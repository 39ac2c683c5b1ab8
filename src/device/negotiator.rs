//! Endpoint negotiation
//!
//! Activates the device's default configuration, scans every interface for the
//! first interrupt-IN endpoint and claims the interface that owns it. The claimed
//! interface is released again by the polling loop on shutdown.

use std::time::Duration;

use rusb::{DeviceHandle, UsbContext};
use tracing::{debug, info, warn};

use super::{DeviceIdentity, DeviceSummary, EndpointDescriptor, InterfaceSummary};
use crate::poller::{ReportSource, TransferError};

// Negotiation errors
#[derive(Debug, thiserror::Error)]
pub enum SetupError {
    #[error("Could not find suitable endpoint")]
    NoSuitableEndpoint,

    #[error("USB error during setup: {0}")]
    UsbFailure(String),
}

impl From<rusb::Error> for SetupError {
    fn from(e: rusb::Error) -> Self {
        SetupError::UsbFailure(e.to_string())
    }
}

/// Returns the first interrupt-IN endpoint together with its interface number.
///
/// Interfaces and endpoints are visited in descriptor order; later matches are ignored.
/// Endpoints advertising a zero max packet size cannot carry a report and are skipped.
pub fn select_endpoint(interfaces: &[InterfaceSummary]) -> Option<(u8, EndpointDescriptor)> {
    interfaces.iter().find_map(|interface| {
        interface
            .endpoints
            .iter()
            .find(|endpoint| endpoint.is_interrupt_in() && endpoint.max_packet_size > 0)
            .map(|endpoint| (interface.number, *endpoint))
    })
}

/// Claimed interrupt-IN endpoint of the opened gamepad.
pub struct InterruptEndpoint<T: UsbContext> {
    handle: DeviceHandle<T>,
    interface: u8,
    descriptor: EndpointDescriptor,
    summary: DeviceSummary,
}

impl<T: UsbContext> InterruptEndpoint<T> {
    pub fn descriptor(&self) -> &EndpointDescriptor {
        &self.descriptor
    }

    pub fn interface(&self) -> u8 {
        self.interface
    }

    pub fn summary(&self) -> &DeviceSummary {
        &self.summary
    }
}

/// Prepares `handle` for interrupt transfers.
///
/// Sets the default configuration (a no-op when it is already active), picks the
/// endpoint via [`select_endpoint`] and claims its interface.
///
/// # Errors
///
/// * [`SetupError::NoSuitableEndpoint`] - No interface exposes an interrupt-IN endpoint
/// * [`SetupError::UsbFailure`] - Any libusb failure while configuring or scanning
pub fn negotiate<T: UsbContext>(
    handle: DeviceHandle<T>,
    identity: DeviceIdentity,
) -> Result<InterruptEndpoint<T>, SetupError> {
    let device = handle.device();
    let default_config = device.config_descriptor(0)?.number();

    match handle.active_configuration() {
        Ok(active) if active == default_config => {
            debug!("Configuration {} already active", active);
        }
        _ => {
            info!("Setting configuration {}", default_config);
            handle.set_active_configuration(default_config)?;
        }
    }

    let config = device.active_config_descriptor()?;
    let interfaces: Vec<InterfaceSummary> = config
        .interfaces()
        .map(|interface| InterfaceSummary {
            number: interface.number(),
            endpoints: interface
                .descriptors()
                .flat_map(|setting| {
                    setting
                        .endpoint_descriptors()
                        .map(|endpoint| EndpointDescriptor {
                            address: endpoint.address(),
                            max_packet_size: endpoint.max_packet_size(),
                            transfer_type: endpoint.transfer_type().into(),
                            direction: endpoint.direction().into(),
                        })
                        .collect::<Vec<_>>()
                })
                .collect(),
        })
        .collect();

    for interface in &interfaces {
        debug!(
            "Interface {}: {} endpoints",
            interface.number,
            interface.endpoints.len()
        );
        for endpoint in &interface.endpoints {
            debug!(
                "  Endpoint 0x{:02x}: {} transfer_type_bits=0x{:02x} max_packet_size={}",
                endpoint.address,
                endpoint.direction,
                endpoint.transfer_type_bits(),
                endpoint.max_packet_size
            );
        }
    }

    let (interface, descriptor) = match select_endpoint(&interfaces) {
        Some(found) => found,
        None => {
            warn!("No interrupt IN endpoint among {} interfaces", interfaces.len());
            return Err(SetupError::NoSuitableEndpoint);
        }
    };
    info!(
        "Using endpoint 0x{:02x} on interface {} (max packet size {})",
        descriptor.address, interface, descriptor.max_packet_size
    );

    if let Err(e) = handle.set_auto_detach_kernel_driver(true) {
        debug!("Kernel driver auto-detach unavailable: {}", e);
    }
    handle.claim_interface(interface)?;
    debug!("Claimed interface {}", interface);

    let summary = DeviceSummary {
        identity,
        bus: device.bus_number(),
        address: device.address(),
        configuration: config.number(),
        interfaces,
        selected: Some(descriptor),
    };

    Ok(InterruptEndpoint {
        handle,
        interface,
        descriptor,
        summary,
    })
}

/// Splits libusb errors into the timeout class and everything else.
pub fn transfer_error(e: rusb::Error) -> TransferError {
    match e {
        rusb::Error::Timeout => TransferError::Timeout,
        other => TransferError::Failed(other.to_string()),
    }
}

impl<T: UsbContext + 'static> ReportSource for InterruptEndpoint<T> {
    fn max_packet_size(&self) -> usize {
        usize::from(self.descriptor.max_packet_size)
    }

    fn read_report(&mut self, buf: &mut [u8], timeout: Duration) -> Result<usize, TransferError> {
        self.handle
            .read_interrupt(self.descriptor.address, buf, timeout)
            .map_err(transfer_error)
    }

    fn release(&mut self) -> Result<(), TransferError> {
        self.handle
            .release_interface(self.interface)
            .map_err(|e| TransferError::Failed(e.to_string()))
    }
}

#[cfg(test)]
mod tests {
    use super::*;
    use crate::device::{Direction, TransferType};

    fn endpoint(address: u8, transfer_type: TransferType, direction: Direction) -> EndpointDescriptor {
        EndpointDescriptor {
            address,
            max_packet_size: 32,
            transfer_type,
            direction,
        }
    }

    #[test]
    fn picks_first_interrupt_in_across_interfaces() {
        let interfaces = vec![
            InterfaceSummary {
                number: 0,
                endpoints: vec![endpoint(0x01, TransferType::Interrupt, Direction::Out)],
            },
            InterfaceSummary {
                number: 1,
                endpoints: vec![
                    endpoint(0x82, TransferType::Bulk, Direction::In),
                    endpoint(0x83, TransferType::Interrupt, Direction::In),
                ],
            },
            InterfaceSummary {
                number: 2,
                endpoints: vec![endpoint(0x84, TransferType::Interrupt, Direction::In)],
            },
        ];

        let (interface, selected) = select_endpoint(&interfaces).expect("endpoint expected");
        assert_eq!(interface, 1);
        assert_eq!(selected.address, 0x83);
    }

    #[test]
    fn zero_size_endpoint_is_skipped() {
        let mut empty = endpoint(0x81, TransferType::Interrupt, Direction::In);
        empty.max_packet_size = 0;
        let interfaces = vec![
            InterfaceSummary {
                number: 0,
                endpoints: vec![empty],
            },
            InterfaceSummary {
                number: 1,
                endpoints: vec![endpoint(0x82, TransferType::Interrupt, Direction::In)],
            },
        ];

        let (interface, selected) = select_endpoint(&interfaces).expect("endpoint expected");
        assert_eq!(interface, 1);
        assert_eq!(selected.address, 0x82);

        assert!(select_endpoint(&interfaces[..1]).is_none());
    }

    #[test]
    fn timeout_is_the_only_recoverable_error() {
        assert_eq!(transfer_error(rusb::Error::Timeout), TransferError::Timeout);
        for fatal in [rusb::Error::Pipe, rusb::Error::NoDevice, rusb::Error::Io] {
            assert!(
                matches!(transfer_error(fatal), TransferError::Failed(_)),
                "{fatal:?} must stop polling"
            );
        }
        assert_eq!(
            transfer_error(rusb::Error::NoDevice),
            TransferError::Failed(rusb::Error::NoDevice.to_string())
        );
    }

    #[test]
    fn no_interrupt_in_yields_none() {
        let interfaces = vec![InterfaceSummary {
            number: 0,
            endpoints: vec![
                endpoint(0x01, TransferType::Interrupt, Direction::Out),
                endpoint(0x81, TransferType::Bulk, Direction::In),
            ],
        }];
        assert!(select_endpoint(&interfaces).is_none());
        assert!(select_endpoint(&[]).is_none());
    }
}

★ ★ ★ ★

▶ [Required action]
Report every line of the data in which "Duration" appears.

▶ [Task answer]
use std::time::Duration;
    fn read_report(&mut self, buf: &mut [u8], timeout: Duration) -> Result<usize, TransferError> {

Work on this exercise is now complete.